INSTRUCTIONS TO FOLLOW
Only lines holding "tracing" are wanted; copy each of them from the records below.
____ GIVEN DATA
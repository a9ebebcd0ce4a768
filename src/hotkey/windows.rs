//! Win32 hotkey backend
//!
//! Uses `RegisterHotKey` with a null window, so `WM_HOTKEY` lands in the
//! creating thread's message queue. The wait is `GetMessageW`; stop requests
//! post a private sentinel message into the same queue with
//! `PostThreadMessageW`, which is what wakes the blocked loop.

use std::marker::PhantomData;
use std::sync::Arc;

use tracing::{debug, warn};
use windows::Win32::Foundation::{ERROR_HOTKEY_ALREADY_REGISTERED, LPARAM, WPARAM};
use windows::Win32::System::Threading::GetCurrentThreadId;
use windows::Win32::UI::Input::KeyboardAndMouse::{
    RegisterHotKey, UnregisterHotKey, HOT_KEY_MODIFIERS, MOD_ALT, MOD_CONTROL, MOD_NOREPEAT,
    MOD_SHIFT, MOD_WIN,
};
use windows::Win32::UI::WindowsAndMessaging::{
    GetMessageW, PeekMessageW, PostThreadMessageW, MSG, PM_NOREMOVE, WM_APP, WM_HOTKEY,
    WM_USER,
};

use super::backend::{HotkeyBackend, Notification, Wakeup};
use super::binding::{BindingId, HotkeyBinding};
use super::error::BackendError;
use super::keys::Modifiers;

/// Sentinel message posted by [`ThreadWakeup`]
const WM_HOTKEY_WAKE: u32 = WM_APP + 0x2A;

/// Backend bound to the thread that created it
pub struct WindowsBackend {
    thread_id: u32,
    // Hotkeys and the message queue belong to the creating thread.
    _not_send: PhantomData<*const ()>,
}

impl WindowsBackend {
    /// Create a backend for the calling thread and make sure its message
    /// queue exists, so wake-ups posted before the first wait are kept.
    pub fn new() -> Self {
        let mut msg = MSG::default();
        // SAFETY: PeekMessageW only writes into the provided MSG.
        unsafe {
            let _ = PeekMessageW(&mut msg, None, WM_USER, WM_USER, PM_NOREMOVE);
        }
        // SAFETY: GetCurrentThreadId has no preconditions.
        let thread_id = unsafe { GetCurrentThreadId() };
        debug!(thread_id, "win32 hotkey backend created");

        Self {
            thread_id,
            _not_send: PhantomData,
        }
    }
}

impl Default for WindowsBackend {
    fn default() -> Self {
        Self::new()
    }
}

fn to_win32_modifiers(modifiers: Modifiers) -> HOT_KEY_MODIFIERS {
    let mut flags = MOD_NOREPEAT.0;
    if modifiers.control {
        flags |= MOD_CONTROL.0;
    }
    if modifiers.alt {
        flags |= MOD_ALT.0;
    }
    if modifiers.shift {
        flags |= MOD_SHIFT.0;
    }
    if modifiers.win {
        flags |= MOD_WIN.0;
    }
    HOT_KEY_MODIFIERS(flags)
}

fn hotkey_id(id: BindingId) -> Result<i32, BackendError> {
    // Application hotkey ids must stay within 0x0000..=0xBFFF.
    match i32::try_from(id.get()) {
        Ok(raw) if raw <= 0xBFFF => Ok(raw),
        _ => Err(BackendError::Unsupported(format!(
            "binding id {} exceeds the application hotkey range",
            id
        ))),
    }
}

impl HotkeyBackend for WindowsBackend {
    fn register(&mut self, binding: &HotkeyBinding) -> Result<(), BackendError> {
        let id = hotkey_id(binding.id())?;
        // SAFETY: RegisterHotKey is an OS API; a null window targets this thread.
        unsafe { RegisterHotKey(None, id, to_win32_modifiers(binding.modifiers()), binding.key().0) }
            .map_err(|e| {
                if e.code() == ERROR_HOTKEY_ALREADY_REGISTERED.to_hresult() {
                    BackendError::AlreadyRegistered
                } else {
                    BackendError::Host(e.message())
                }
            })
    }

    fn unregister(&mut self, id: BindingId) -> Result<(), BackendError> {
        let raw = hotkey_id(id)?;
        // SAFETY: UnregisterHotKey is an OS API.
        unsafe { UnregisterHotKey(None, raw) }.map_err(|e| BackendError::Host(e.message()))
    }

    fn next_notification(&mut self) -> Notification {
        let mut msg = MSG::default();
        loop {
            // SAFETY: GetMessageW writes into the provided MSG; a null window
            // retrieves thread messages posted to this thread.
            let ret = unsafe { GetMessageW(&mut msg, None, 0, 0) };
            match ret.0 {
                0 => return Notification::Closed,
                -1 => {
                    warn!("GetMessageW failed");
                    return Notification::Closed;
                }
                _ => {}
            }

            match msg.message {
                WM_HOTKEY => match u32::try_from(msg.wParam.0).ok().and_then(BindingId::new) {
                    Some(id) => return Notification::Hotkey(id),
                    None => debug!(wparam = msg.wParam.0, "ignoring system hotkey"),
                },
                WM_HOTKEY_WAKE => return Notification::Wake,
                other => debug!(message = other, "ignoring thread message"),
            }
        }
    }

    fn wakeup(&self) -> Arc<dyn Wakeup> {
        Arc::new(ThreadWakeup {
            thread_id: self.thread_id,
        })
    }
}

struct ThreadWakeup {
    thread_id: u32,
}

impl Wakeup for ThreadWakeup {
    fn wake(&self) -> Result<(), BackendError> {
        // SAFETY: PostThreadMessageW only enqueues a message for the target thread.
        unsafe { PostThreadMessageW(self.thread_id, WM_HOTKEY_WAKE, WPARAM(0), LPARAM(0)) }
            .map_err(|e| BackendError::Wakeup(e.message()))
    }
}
________
____ GIVEN DATA
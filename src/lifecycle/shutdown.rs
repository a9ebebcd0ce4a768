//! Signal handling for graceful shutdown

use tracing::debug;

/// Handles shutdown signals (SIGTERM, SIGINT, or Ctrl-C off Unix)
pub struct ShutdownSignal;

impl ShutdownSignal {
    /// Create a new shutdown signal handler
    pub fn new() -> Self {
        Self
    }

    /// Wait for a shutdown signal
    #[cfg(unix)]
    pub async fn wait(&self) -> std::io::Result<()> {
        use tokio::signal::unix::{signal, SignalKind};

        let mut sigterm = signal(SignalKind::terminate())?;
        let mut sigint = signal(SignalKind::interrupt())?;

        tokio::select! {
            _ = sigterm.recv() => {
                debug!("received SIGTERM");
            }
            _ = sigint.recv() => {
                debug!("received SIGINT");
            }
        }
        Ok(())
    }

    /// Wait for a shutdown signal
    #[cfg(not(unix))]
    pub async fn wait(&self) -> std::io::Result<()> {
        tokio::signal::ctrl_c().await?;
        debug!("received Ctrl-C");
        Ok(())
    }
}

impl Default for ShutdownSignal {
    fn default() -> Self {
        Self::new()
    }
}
________
____ GIVEN DATA
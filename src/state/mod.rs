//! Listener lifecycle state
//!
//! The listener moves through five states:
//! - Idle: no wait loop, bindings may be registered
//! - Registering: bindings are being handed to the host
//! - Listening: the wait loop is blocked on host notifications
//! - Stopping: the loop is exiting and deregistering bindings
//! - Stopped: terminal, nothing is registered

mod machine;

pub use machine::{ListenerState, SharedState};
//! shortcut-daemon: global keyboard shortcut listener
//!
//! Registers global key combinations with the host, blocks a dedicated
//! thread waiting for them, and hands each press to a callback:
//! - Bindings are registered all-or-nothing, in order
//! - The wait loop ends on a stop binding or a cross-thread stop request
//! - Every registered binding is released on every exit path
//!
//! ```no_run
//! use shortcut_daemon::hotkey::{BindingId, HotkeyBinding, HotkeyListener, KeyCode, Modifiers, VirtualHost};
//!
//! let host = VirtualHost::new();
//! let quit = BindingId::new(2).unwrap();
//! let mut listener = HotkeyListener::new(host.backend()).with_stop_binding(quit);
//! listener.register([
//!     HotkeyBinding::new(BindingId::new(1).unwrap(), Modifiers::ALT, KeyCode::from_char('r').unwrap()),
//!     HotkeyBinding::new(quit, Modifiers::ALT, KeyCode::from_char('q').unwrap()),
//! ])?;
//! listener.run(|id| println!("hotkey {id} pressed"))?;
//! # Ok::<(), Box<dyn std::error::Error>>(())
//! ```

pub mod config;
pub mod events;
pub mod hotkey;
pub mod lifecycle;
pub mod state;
________
TASK RESULT
use tracing::{debug, warn};
use tracing::debug;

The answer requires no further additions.